Making Light of Slavery?

Recently in the Texas History class I am teaching a student shared an example of how two friends would quasi reenact an enslaved, enslaver situation at the place where they work. The White person would tell the Black person “get to work” and so on.

This student followed up in an email asking my thoughts: “How do you feel about that though, specifically, making a joke out of slavery? Do you think it’s offensive, ignores the plight of the enslaved, or perhaps something I/we haven’t considered? Or is it okay, diminishing the detrimental effects on the psyche of the African Americans by satirizing it?”

I asked if I could have time to think about it and “reply” here. This student said yes, so here goes.

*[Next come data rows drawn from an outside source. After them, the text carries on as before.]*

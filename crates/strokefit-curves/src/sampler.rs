//! Segment rendering
//!
//! Turns a stored curve segment back into a polyline: the start point,
//! the polynomial sampled every `step` along x from `start.x` up to (but
//! excluding) `end.x`, then the end point.

use strokefit_core::constants::MAX_SAMPLES_PER_SEGMENT;
use strokefit_core::{CurveError, CurveParameters, CurveSegment, Point};

/// Samples curve segments at a fixed x-step
#[derive(Debug, Clone, Copy, PartialEq)]
pub struct SegmentSampler {
    step: f64,
}

impl SegmentSampler {
    pub fn new(step: f64) -> Result<Self, CurveError> {
        if !step.is_finite() || step <= 0.0 {
            return Err(CurveError::invalid("sample_step", "must be > 0"));
        }
        Ok(Self { step })
    }

    pub fn from_params(params: &CurveParameters) -> Result<Self, CurveError> {
        Self::new(params.sample_step)
    }

    pub fn step(&self) -> f64 {
        self.step
    }

    /// Render one segment as a polyline.
    ///
    /// At most [`MAX_SAMPLES_PER_SEGMENT`] interior samples are taken; a
    /// segment wider than that many steps is sampled with a proportionally
    /// wider step.
    pub fn sample(&self, segment: &CurveSegment) -> Vec<Point> {
        let (start, end) = if segment.start().x <= segment.end().x {
            (segment.start(), segment.end())
        } else {
            (segment.end(), segment.start())
        };

        let (step, count) = self.step_and_count(start.x, end.x);
        let mut points = Vec::with_capacity(count + 2);
        points.push(start);

        // x = start + k*step rather than repeated addition, so long spans
        // do not accumulate drift.
        for k in 0..count {
            let x = start.x + k as f64 * step;
            if x >= end.x {
                break;
            }
            points.push(Point::new(x, segment.evaluate(x)));
        }

        points.push(end);
        points
    }

    fn step_and_count(&self, from: f64, to: f64) -> (f64, usize) {
        let span = to - from;
        if span.is_nan() || span <= 0.0 {
            return (self.step, 0);
        }

        let wanted = (span / self.step).ceil();
        if wanted <= MAX_SAMPLES_PER_SEGMENT as f64 {
            return (self.step, wanted as usize);
        }

        // Dividing first keeps the widened step finite when `span` is not.
        let max = MAX_SAMPLES_PER_SEGMENT as f64;
        let step = to / max - from / max;
        tracing::debug!(
            "Segment span {} exceeds {} samples, widening step to {}",
            span,
            MAX_SAMPLES_PER_SEGMENT,
            step
        );
        (step, MAX_SAMPLES_PER_SEGMENT)
    }
}

impl Default for SegmentSampler {
    fn default() -> Self {
        Self {
            step: strokefit_core::constants::DEFAULT_SAMPLE_STEP,
        }
    }
}

#[cfg(test)]
mod tests {
    use super::*;

    fn identity_line(start: Point, end: Point) -> CurveSegment {
        CurveSegment::new("#000", start, end, 2, vec![0.0, 1.0, 0.0]).unwrap()
    }

    #[test]
    fn test_identity_line_samples() {
        let sampler = SegmentSampler::default();
        let segment = identity_line(Point::new(0.0, 0.0), Point::new(25.0, 25.0));
        let polyline = sampler.sample(&segment);

        let xs: Vec<f64> = polyline.iter().map(|p| p.x).collect();
        assert_eq!(xs, vec![0.0, 0.0, 10.0, 20.0, 25.0]);
        for p in &polyline[1..4] {
            assert!((p.y - p.x).abs() < 1e-12);
        }
        assert_eq!(polyline[0], segment.start());
        assert_eq!(polyline[4], segment.end());
    }

    #[test]
    fn test_exact_multiple_excludes_end_x_sample() {
        let sampler = SegmentSampler::default();
        let segment = identity_line(Point::new(0.0, 0.0), Point::new(20.0, 20.0));
        let xs: Vec<f64> = sampler.sample(&segment).iter().map(|p| p.x).collect();
        assert_eq!(xs, vec![0.0, 0.0, 10.0, 20.0]);
    }

    #[test]
    fn test_zero_width_segment() {
        let sampler = SegmentSampler::default();
        let segment = identity_line(Point::new(5.0, 0.0), Point::new(5.0, 9.0));
        let polyline = sampler.sample(&segment);
        assert_eq!(polyline, vec![Point::new(5.0, 0.0), Point::new(5.0, 9.0)]);
    }

    #[test]
    fn test_reversed_segment_renders_left_to_right_and_is_stable() {
        let sampler = SegmentSampler::default();
        let segment = identity_line(Point::new(25.0, 25.0), Point::new(0.0, 0.0));
        assert!(segment.start().x <= segment.end().x);

        let first = sampler.sample(&segment);
        let second = sampler.sample(&segment);
        assert_eq!(first, second);
        assert_eq!(first[0], Point::new(0.0, 0.0));
        assert!(segment.start().x <= segment.end().x);
    }

    #[test]
    fn test_huge_span_is_bounded() {
        let sampler = SegmentSampler::default();
        let segment = CurveSegment::new(
            "#000",
            Point::new(0.0, 0.0),
            Point::new(1e300, 0.0),
            2,
            vec![0.0, 0.0, 0.0],
        )
        .unwrap();
        let polyline = sampler.sample(&segment);

        assert!(polyline.len() <= MAX_SAMPLES_PER_SEGMENT + 2);
        assert_eq!(polyline.first(), Some(&segment.start()));
        assert_eq!(polyline.last(), Some(&segment.end()));
        assert!(polyline.windows(2).all(|w| w[0].x <= w[1].x));
    }

    #[test]
    fn test_overflowing_span_renders_finite_points() {
        let sampler = SegmentSampler::default();
        let segment = CurveSegment::new(
            "#000",
            Point::new(-f64::MAX, 0.0),
            Point::new(f64::MAX, 0.0),
            2,
            vec![1.0, 0.0, 0.0],
        )
        .unwrap();
        let polyline = sampler.sample(&segment);

        assert!(polyline.len() <= MAX_SAMPLES_PER_SEGMENT + 2);
        assert!(polyline.iter().all(|p| p.is_finite()));
        assert_eq!(polyline.last(), Some(&segment.end()));
    }

    #[test]
    fn test_rejects_bad_step() {
        assert!(SegmentSampler::new(0.0).is_err());
        assert!(SegmentSampler::new(-1.0).is_err());
        assert!(SegmentSampler::new(f64::INFINITY).is_err());
        assert_eq!(SegmentSampler::new(2.5).unwrap().step(), 2.5);
    }
}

To start, I think a good example of shedding light on people who make light of the institution of enslavement can be found in the YouTube series Ask a Slave. There are two “seasons.” Most of the episodes are very good and use humor to shed light appropriately, in my opinion, and they also provide valuable (and accurate!) insights into the dynamics of enslavement.

As far as two friends joking about enslavement, it would really depend on the two friends, how well they knew each other, their level of historical literacy, and their individual experiences and perspectives on the world. It really just depends.

But, given the very deep-rooted nature of enslavement in the United States and institutionalized racism, almost regardless of how close two such people are, if one is racialized as Black and is always the enslaved and one racialized as White and always the enslaver, there would almost unavoidably be some layer of real and hurtful power dynamics going on.

I know some people say that White people are more sensitive to enslavement and past discriminations that Black people are. Again, these are both very large and dangerous generalizations. HOWEVER, again, given the nature of racialization and the codification of these mores both socially and legally, it is likely that people racialized as Black have no choice but to not take discrimination or jokes about enslavement very seriously per se. They have to be okay with it per se.

Imagine being a social or political minority in terms of how you are racialized, genderized, sexualized, etc. and you are very accustomed to the parallel microaggressions, you learn to “deal with it” and “ignore it” in most cases. For example, I know many cisgendered, heterosexual men who are more pro-LGBT rights than non-heterosexual (or queer) men. Being too close to a social need or problem makes it mandatory to be more non-responsive at times, for some people, the way society treats people outside of the White cis-Male Protestant Heterosexual paradigm.

Additionally, on the note of making light of enslavement or using the word “slave” in various ways: I know sometimes people will make comments along the line of “that professor (or boss) is a real slave driver” or “being in graduate school is voluntarily enslaving yourself.” I think these parallels are very dangerous and should be done cautiously, if at all. One way to understand or contextualize this perspective is to look at notions of Semiotics. Semiotics studies the relationship between symbols and the words these form and the things the symbols and words represent/refer to. (Semiotics is a very interesting field!) So, if we casually and regularly use the word “slave” in ways other than to refer to those children, Men, and Women who were all Black who actually were enslaved in the United States (and elsewhere) we alter our largely unconscious knowledge / relationship to the word “slave.” Consequently, when thinking about people who really were enslaved, our historical memories and notions of such history are misguided and do not allow to fully internalize the full horrors associated with the institution of enslavement. In other words, if we use the word “slave” to refer to a really hard class, we change the subtle and unconscious definition of “slave” and lessen the seriousness of actual enslavement.

This chart below does a beautiful job of describing when the word “Nazi” can be used without offense.


I think a parallel chart would also illustrate when the word “slave” can appropriately be used. For example, during the era of neoenslavment (aka convict leasing), lynching, etc, “worse than slavery” is appropriate. “Slave” is not appropriate, as the proslavery argument suggested, for people who just work long hours for little compensation.

The institution of enslavement was based on racialization and had theological, economic, cultural, social, political, etc, etc implications. People who are enslaved face punishment and death for rebelling, leaving, for anything or nothing at all. Families can be separated. Enslaved peoples, as the institution developed in the United States (and elsewhere from the 1400s to the 1800s), have no legal voice or existence.

Consequently, there are few real parallels–the Holocaust being one of them. What Michelle Alexander has termed “The New Jim Crow” could also be a parallel. “The New Jim Crow” describes a systemic and institutionalized practice of targeting and imprisoning Black Men.

So in sum, making light of enslavement does not do any one any good per se but does do much harm. At the very least, this undermines the real experiences of real people, and at the worst, it serves to perpetuate racism and condone microaggressions.

Does this answer the question? What other thoughts do we have?